In Silico Modeling of Resistances and Dosimetry in Sarcoidosis Patients with Airway Disease

Abstract

Background: Sarcoidosis is a multisystem granulomatous disease that often impacts the lungs with mucosal inflammation, cobblestoning of the central airways, obstruction, and small airway disease. Airway involvement is often under-reported and not well understood, despite likely having implications for the work of breathing and particle dosimetry. Methods: To shed light on sarcoidosis disease with airway involvement, we performed patient-specific computational fluid dynamics and particle transport simulations in three subjects, for a few generations of the large conducting airways, with various presentations of airway disease. While Patient A had peripheral obstruction as identified from pulmonary function tests (PFTs), airway models created from computed tomography (CT) scans highlighted lower left lobe central airway abnormalities. Patient B presented with airway obstruction and diffusive stenosis throughout all five lobes while Patient C had normal PFTs and CT scans. Results: Localized central airway remodeling in Patient A resulted in localized elevation in dosimetry but no changes in total dosimetry or airway resistances, as also seen in Patient C. The subject with diffusive remodeling had abnormally high airway resistances and central airway deposition within the 3D-modeled airways. Conclusions: Results from this pilot study suggest that patients with diffuse remodeling may have enhanced susceptibility to environmental pollutants due to increased aerosol dosimetry.
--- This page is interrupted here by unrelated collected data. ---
#[cfg(test)]
mod tests {
    use super::*;

    const WGRIB2_IDX: &str = "\
1:0:d=2023010106:REFC:entire atmosphere:anl:
2:375155:d=2023010106:RETOP:cloud top:anl:
3:563942:d=2023010106:TMP:2 m above ground:anl:
4:780377:d=2023010106:UGRD:10 m above ground:anl:
5:1067899:d=2023010106:VGRD:10 m above ground:anl:
";

    #[test]
    fn wgrib2_invariants() {
        let inv = Inventory::parse(WGRIB2_IDX, IdxDialect::Wgrib2, 0).unwrap();
        assert_eq!(inv.len(), 5);
        assert_eq!(inv.messages(), vec![1, 2, 3, 4, 5]);

        for pair in inv.records.windows(2) {
            assert!(pair[0].start_byte < pair[1].start_byte);
            assert_eq!(pair[0].end_byte, Some(pair[1].start_byte - 1));
            assert_eq!(pair[0].reference_time, pair[1].reference_time);
        }
        assert_eq!(inv.records.last().unwrap().end_byte, None);

        let tmp = &inv.records[2];
        assert_eq!(tmp.search_key, ":TMP:2 m above ground:anl");
        assert_eq!(
            tmp.reference_time,
            Utc.with_ymd_and_hms(2023, 1, 1, 6, 0, 0).unwrap()
        );
    }

    #[test]
    fn wgrib2_lead_sets_valid_time() {
        let text = "1:0:d=2023010106:TMP:surface:6 hour fcst:\n";
        let inv = Inventory::parse(text, IdxDialect::Wgrib2, 6).unwrap();
        assert_eq!(
            inv.records[0].valid_time,
            Utc.with_ymd_and_hms(2023, 1, 1, 12, 0, 0).unwrap()
        );
    }

    #[test]
    fn crlf_and_missing_trailing_newline_parse_identically() {
        let lf = WGRIB2_IDX;
        let crlf = WGRIB2_IDX.replace('\n', "\r\n");
        let no_trailing = WGRIB2_IDX.trim_end();

        let a = Inventory::parse(lf, IdxDialect::Wgrib2, 0).unwrap();
        let b = Inventory::parse(&crlf, IdxDialect::Wgrib2, 0).unwrap();
        let c = Inventory::parse(no_trailing, IdxDialect::Wgrib2, 0).unwrap();
        assert_eq!(a.records, b.records);
        assert_eq!(a.records, c.records);
    }

    #[test]
    fn twelve_digit_reference_time() {
        let text = "1:0:d=202301010630:TMP:surface:anl:\n";
        let inv = Inventory::parse(text, IdxDialect::Wgrib2, 0).unwrap();
        assert_eq!(
            inv.records[0].reference_time,
            Utc.with_ymd_and_hms(2023, 1, 1, 6, 30, 0).unwrap()
        );
    }

    #[test]
    fn duplicate_message_numbers_rejected() {
        let text = "\
1:0:d=2023010106:TMP:surface:anl:
1:100:d=2023010106:DPT:surface:anl:
";
        let err = Inventory::parse(text, IdxDialect::Wgrib2, 0).unwrap_err();
        assert!(matches!(err, FetchError::BadDialect { .. }));
    }

    #[test]
    fn sub_messages_keep_parent_number() {
        let text = "\
1:0:d=2023010106:TMP:surface:anl:
2:100:d=2023010106:UGRD:10 m above ground:anl:
2.1:100:d=2023010106:VGRD:10 m above ground:anl:
3:300:d=2023010106:GUST:surface:anl:
";
        let inv = Inventory::parse(text, IdxDialect::Wgrib2, 0).unwrap();
        assert_eq!(inv.messages(), vec![1, 2, 2, 3]);
        // The sub-message shares its parent's offset, so the parent's
        // computed range is inverted; grouping skips it later.
        assert_eq!(inv.records[1].end_byte, Some(99));
    }

    #[test]
    fn garbage_is_bad_dialect() {
        assert!(matches!(
            Inventory::parse("not an index", IdxDialect::Wgrib2, 0).unwrap_err(),
            FetchError::BadDialect { .. }
        ));
        assert!(matches!(
            Inventory::parse("{not json", IdxDialect::Eccodes, 0).unwrap_err(),
            FetchError::BadDialect { .. }
        ));
    }

    #[test]
    fn filter_selects_matching_rows() {
        let inv = Inventory::parse(WGRIB2_IDX, IdxDialect::Wgrib2, 0).unwrap();

        let tmp = inv.filter(Some(":TMP:2 m above ground:")).unwrap();
        assert_eq!(tmp.len(), 1);
        assert_eq!(tmp.records[0].message, 3);

        let wind = inv.filter(Some(":(?:U|V)GRD:10 m")).unwrap();
        assert_eq!(wind.messages(), vec![4, 5]);

        let all = inv.filter(None).unwrap();
        assert_eq!(all.len(), inv.len());
        let all = inv.filter(Some(":")).unwrap();
        assert_eq!(all.len(), inv.len());

        let none = inv.filter(Some(":NOPE:")).unwrap();
        assert!(none.is_empty());
    }

    #[test]
    fn bad_selector_regex_is_an_error() {
        let inv = Inventory::parse(WGRIB2_IDX, IdxDialect::Wgrib2, 0).unwrap();
        assert!(matches!(
            inv.filter(Some("(unclosed")).unwrap_err(),
            FetchError::BadSelector(_)
        ));
    }

    const ECCODES_IDX: &str = r#"{"domain": "g", "date": "20240301", "time": "0000", "expver": "0001", "class": "od", "type": "fc", "stream": "oper", "step": "0", "levtype": "sfc", "param": "10u", "_offset": 0, "_length": 609046}
{"domain": "g", "date": "20240301", "time": "0000", "expver": "0001", "class": "od", "type": "fc", "stream": "oper", "step": "0", "levtype": "sfc", "param": "10v", "_offset": 609046, "_length": 609046}
{"domain": "g", "date": "20240301", "time": "0000", "expver": "0001", "class": "od", "type": "fc", "stream": "oper", "step": "0", "levtype": "pl", "levelist": "500", "param": "gh", "_offset": 1218092, "_length": 609046}
"#;

    #[test]
    fn eccodes_rows_and_ranges() {
        let inv = Inventory::parse(ECCODES_IDX, IdxDialect::Eccodes, 0).unwrap();
        assert_eq!(inv.len(), 3);
        assert_eq!(inv.messages(), vec![1, 2, 3]);

        let first = &inv.records[0];
        assert_eq!(first.start_byte, 0);
        assert_eq!(first.end_byte, Some(609046));
        assert_eq!(
            first.reference_time,
            Utc.with_ymd_and_hms(2024, 3, 1, 0, 0, 0).unwrap()
        );
        assert_eq!(first.valid_time, first.reference_time);
        assert!(first.search_key.contains(":10u:"));
        assert!(inv.records[1].search_key.contains(":10v:"));
    }

    #[test]
    fn eccodes_search_key_includes_level() {
        let inv = Inventory::parse(ECCODES_IDX, IdxDialect::Eccodes, 0).unwrap();
        let gh = inv.filter(Some(":gh:500:")).unwrap();
        assert_eq!(gh.len(), 1);
        assert_eq!(gh.records[0].message, 3);
    }

    #[test]
    fn eccodes_step_offsets_valid_time() {
        let line = r#"{"domain": "g", "date": "20240301", "time": "1200", "step": "24", "levtype": "sfc", "param": "2t", "_offset": 0, "_length": 100}"#;
        let inv = Inventory::parse(line, IdxDialect::Eccodes, 0).unwrap();
        assert_eq!(
            inv.records[0].valid_time,
            Utc.with_ymd_and_hms(2024, 3, 2, 12, 0, 0).unwrap()
        );
    }

    #[test]
    fn filter_matches_ifs_wind_selector() {
        let inv = Inventory::parse(ECCODES_IDX, IdxDialect::Eccodes, 0).unwrap();
        let wind = inv.filter(Some(":10(?:u|v):")).unwrap();
        assert_eq!(wind.len(), 2);
    }
}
For aerosol medication treatment, the subject with diffusive airway remodeling may not receive adequate therapeutic dose if the goal is to deliver medication to the lung periphery. This study provides the first glimpse of airflow, resistances, and particle dosimetry in sarcoidosis subjects. Future studies should focus on phenotyping airway abnormalities in a larger sarcoidosis cohort and performing whole lung dosimetry modeling.

Keywords: aerosol deposition; airways; computational fluid dynamics; computed tomography; lung disease; patient-specific simulations.